#### Given data:
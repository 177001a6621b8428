use chrono::{DateTime, Utc};
use serde::{Deserialize, Serialize};

/// One job card as returned by the upstream search API.
#[derive(Debug, Clone, PartialEq, Eq, Serialize, Deserialize)]
#[serde(rename_all = "camelCase")]
pub struct JobCard {
    pub job_id: String,
    #[serde(default)]
    pub job_title: Option<String>,
    #[serde(default)]
    pub city: Option<String>,
    #[serde(default)]
    pub state: Option<String>,
}

/// A discovered job, stamped with the time of the sweep that first saw it.
///
/// Serialized with the field names the dashboard reads (`jobId`, `jobTitle`,
/// `city`, `state`, `timestamp`). Never mutated after it is stored.
#[derive(Debug, Clone, PartialEq, Eq, Serialize, Deserialize)]
pub struct JobRecord {
    #[serde(rename = "jobId")]
    pub job_id: String,
    #[serde(rename = "jobTitle")]
    pub title: Option<String>,
    pub city: Option<String>,
    pub state: Option<String>,
    #[serde(rename = "timestamp")]
    pub first_seen_at: DateTime<Utc>,
}

impl JobRecord {
    #[must_use]
    pub fn from_card(card: JobCard, first_seen_at: DateTime<Utc>) -> Self {
        Self {
            job_id: card.job_id,
            title: card.job_title,
            city: card.city,
            state: card.state,
            first_seen_at,
        }
    }
}

#[cfg(test)]
mod tests {
    use super::*;
    use chrono::TimeZone;

    #[test]
    fn job_card_tolerates_missing_optional_fields() {
        let card: JobCard = serde_json::from_str(r#"{"jobId":"JOB-CA-1"}"#).unwrap();
        assert_eq!(card.job_id, "JOB-CA-1");
        assert!(card.job_title.is_none());
        assert!(card.city.is_none());
    }

    #[test]
    fn job_record_serializes_with_dashboard_field_names() {
        let seen = Utc.with_ymd_and_hms(2025, 12, 20, 14, 0, 0).unwrap();
        let record = JobRecord::from_card(
            JobCard {
                job_id: "JOB-CA-7".to_string(),
                job_title: Some("Warehouse Associate".to_string()),
                city: Some("Calgary".to_string()),
                state: Some("AB".to_string()),
            },
            seen,
        );
        let value = serde_json::to_value(&record).unwrap();
        assert_eq!(value["jobId"], "JOB-CA-7");
        assert_eq!(value["jobTitle"], "Warehouse Associate");
        assert_eq!(value["city"], "Calgary");
        assert_eq!(value["state"], "AB");
        assert!(value["timestamp"].as_str().unwrap().starts_with("2025-12-20T14:00:00"));
    }
}
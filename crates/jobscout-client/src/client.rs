//! HTTP client for the upstream job-search GraphQL endpoint.
//!
//! Wraps `reqwest` with the browser-like headers the endpoint expects, builds
//! the `searchJobCardsByLocation` payload for one target location and maps
//! every failure onto [`ClientError`]. No retries happen here: a failed
//! location is simply tried again on the next sweep.

use std::time::Duration;

use chrono::NaiveDate;
use jobscout_core::{JobCard, TargetLocation};
use reqwest::{Client, Url};

use crate::error::{is_auth_message, is_auth_status, ClientError};
use crate::source::JobSource;
use crate::types::{
    DateFilter, DateRange, GeoQueryClause, GraphqlResponse, SearchJobRequest, SearchRequestBody,
    SearchVariables, OPERATION_NAME, SEARCH_QUERY,
};

const HIRING_ORIGIN: &str = "https://hiring.amazon.ca";
const HIRING_REFERER: &str = "https://hiring.amazon.ca/";

/// Query and transport settings for [`JobSearchClient`].
#[derive(Debug, Clone)]
pub struct ClientSettings {
    /// Longest wait for the next chunk of a response.
    pub read_timeout_secs: u64,
    pub connect_timeout_secs: u64,
    pub user_agent: String,
    pub locale: String,
    pub country: String,
    pub page_size: u32,
    pub radius_km: u32,
    pub start_date: Option<NaiveDate>,
}

impl ClientSettings {
    #[must_use]
    pub fn from_app_config(config: &jobscout_core::AppConfig) -> Self {
        Self {
            read_timeout_secs: config.request_timeout_secs,
            connect_timeout_secs: config.connect_timeout_secs,
            user_agent: config.user_agent.clone(),
            locale: config.locale.clone(),
            country: config.country.clone(),
            page_size: config.page_size,
            radius_km: config.search_radius_km,
            start_date: config.start_date_filter,
        }
    }
}

/// Client for the upstream job-search API.
///
/// Use [`JobSearchClient::new`] with the production endpoint or point it at a
/// mock server in tests.
pub struct JobSearchClient {
    client: Client,
    api_url: Url,
    settings: ClientSettings,
}

impl JobSearchClient {
    /// Creates a client for the given GraphQL endpoint.
    ///
    /// # Errors
    ///
    /// Returns [`ClientError::Transport`] if the underlying `reqwest::Client`
    /// cannot be constructed, or [`ClientError::InvalidUrl`] if `api_url`
    /// does not parse.
    pub fn new(api_url: &str, settings: ClientSettings) -> Result<Self, ClientError> {
        let client = Client::builder()
            .read_timeout(Duration::from_secs(settings.read_timeout_secs))
            .connect_timeout(Duration::from_secs(settings.connect_timeout_secs))
            .user_agent(settings.user_agent.as_str())
            .build()?;

        let api_url = Url::parse(api_url).map_err(|e| ClientError::InvalidUrl {
            url: api_url.to_owned(),
            reason: e.to_string(),
        })?;

        Ok(Self {
            client,
            api_url,
            settings,
        })
    }

    /// Fetches the job cards visible around one target location.
    ///
    /// # Errors
    ///
    /// - [`ClientError::Auth`] for HTTP 401/403/404 or an in-band auth error.
    /// - [`ClientError::UnexpectedStatus`] for any other non-2xx status.
    /// - [`ClientError::Api`] for an in-band error unrelated to auth.
    /// - [`ClientError::Transport`] on network failure or timeout.
    /// - [`ClientError::Deserialize`] if the body is not the expected JSON.
    pub async fn search_location(
        &self,
        credential: &str,
        location: &TargetLocation,
    ) -> Result<Vec<JobCard>, ClientError> {
        let body = self.request_body(location);

        let response = self
            .client
            .post(self.api_url.clone())
            .header(reqwest::header::CONTENT_TYPE, "application/json")
            .header(reqwest::header::ACCEPT, "*/*")
            .header(reqwest::header::ORIGIN, HIRING_ORIGIN)
            .header(reqwest::header::REFERER, HIRING_REFERER)
            .header(reqwest::header::AUTHORIZATION, credential)
            .header("Country", self.settings.country.as_str())
            .header("iscanary", "false")
            .json(&body)
            .send()
            .await?;

        let status = response.status();
        tracing::debug!(location = %location.name, %status, "job search: response received");
        if is_auth_status(status.as_u16()) {
            return Err(ClientError::Auth {
                status: status.as_u16(),
                message: format!("credential rejected with HTTP {status}"),
            });
        }
        if !status.is_success() {
            return Err(ClientError::UnexpectedStatus {
                status: status.as_u16(),
                url: self.api_url.to_string(),
            });
        }

        let text = response.text().await?;
        let parsed = serde_json::from_str::<GraphqlResponse>(&text).map_err(|e| {
            ClientError::Deserialize {
                context: format!("{OPERATION_NAME}({})", location.name),
                source: e,
            }
        })?;

        Self::extract_cards(status.as_u16(), parsed)
    }

    /// Turns a parsed GraphQL envelope into job cards, surfacing any in-band
    /// errors. An auth-class error anywhere in the list wins over the rest.
    fn extract_cards(status: u16, response: GraphqlResponse) -> Result<Vec<JobCard>, ClientError> {
        if !response.errors.is_empty() {
            let message = response
                .errors
                .iter()
                .filter_map(|e| e.message.as_deref())
                .collect::<Vec<_>>()
                .join("; ");
            let auth = response
                .errors
                .iter()
                .any(|e| is_auth_message(e.error_type.as_deref(), e.message.as_deref()));
            tracing::debug!(status, auth, %message, "job search: in-band errors");
            if auth {
                return Err(ClientError::Auth { status, message });
            }
            return Err(ClientError::Api(if message.is_empty() {
                "unknown GraphQL error".to_string()
            } else {
                message
            }));
        }

        response
            .data
            .and_then(|d| d.search_job_cards_by_location)
            .map(|page| page.job_cards)
            .ok_or_else(|| {
                ClientError::Api(format!("response is missing {OPERATION_NAME} data"))
            })
    }

    fn request_body(&self, location: &TargetLocation) -> SearchRequestBody<'_> {
        let date_filters = self
            .settings
            .start_date
            .map(|date| DateFilter {
                key: "firstDayOnSite",
                range: DateRange {
                    start_date: date.format("%Y-%m-%d").to_string(),
                },
            })
            .into_iter()
            .collect();

        SearchRequestBody {
            operation_name: OPERATION_NAME,
            variables: SearchVariables {
                search_job_request: SearchJobRequest {
                    locale: &self.settings.locale,
                    country: &self.settings.country,
                    page_size: self.settings.page_size,
                    geo_query_clause: GeoQueryClause {
                        lat: location.lat,
                        lng: location.lng,
                        unit: "km",
                        distance: self.settings.radius_km,
                    },
                    date_filters,
                },
            },
            query: SEARCH_QUERY,
        }
    }
}

impl JobSource for JobSearchClient {
    async fn search(
        &self,
        credential: &str,
        location: &TargetLocation,
    ) -> Result<Vec<JobCard>, ClientError> {
        self.search_location(credential, location).await
    }
}

#[cfg(test)]
mod tests {
    use super::*;
    use crate::types::GraphqlError;

    fn test_settings() -> ClientSettings {
        ClientSettings {
            read_timeout_secs: 5,
            connect_timeout_secs: 5,
            user_agent: "jobscout-test/0.1".to_owned(),
            locale: "en-CA".to_owned(),
            country: "Canada".to_owned(),
            page_size: 100,
            radius_km: 100,
            start_date: NaiveDate::from_ymd_opt(2025, 12, 18),
        }
    }

    #[test]
    fn new_rejects_invalid_url() {
        let result = JobSearchClient::new("not a url", test_settings());
        assert!(matches!(result, Err(ClientError::InvalidUrl { .. })));
    }

    #[test]
    fn request_body_carries_location_and_date_filter() {
        let client = JobSearchClient::new("https://api.example.com/graphql", test_settings())
            .expect("client construction should not fail");
        let location = TargetLocation::new("Winnipeg", 49.8951, -97.1384);
        let value = serde_json::to_value(client.request_body(&location)).unwrap();
        let request = &value["variables"]["searchJobRequest"];
        assert_eq!(request["geoQueryClause"]["lat"], 49.8951);
        assert_eq!(request["geoQueryClause"]["lng"], -97.1384);
        assert_eq!(request["geoQueryClause"]["distance"], 100);
        assert_eq!(request["dateFilters"][0]["key"], "firstDayOnSite");
        assert_eq!(request["dateFilters"][0]["range"]["startDate"], "2025-12-18");
    }

    #[test]
    fn extract_cards_prefers_auth_error() {
        let response = GraphqlResponse {
            data: None,
            errors: vec![
                GraphqlError {
                    message: Some("Rate exceeded".to_owned()),
                    error_type: Some("Throttled".to_owned()),
                },
                GraphqlError {
                    message: Some("Token has expired".to_owned()),
                    error_type: None,
                },
            ],
        };
        let err = JobSearchClient::extract_cards(200, response).unwrap_err();
        assert!(matches!(err, ClientError::Auth { status: 200, .. }));
    }

    #[test]
    fn extract_cards_missing_data_is_api_error() {
        let response = GraphqlResponse {
            data: None,
            errors: Vec::new(),
        };
        let err = JobSearchClient::extract_cards(200, response).unwrap_err();
        assert!(matches!(err, ClientError::Api(_)));
    }
}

#### Required action:
Tell how many lines in the material above have the string "city", using only the number.

#### Exercise solution:
7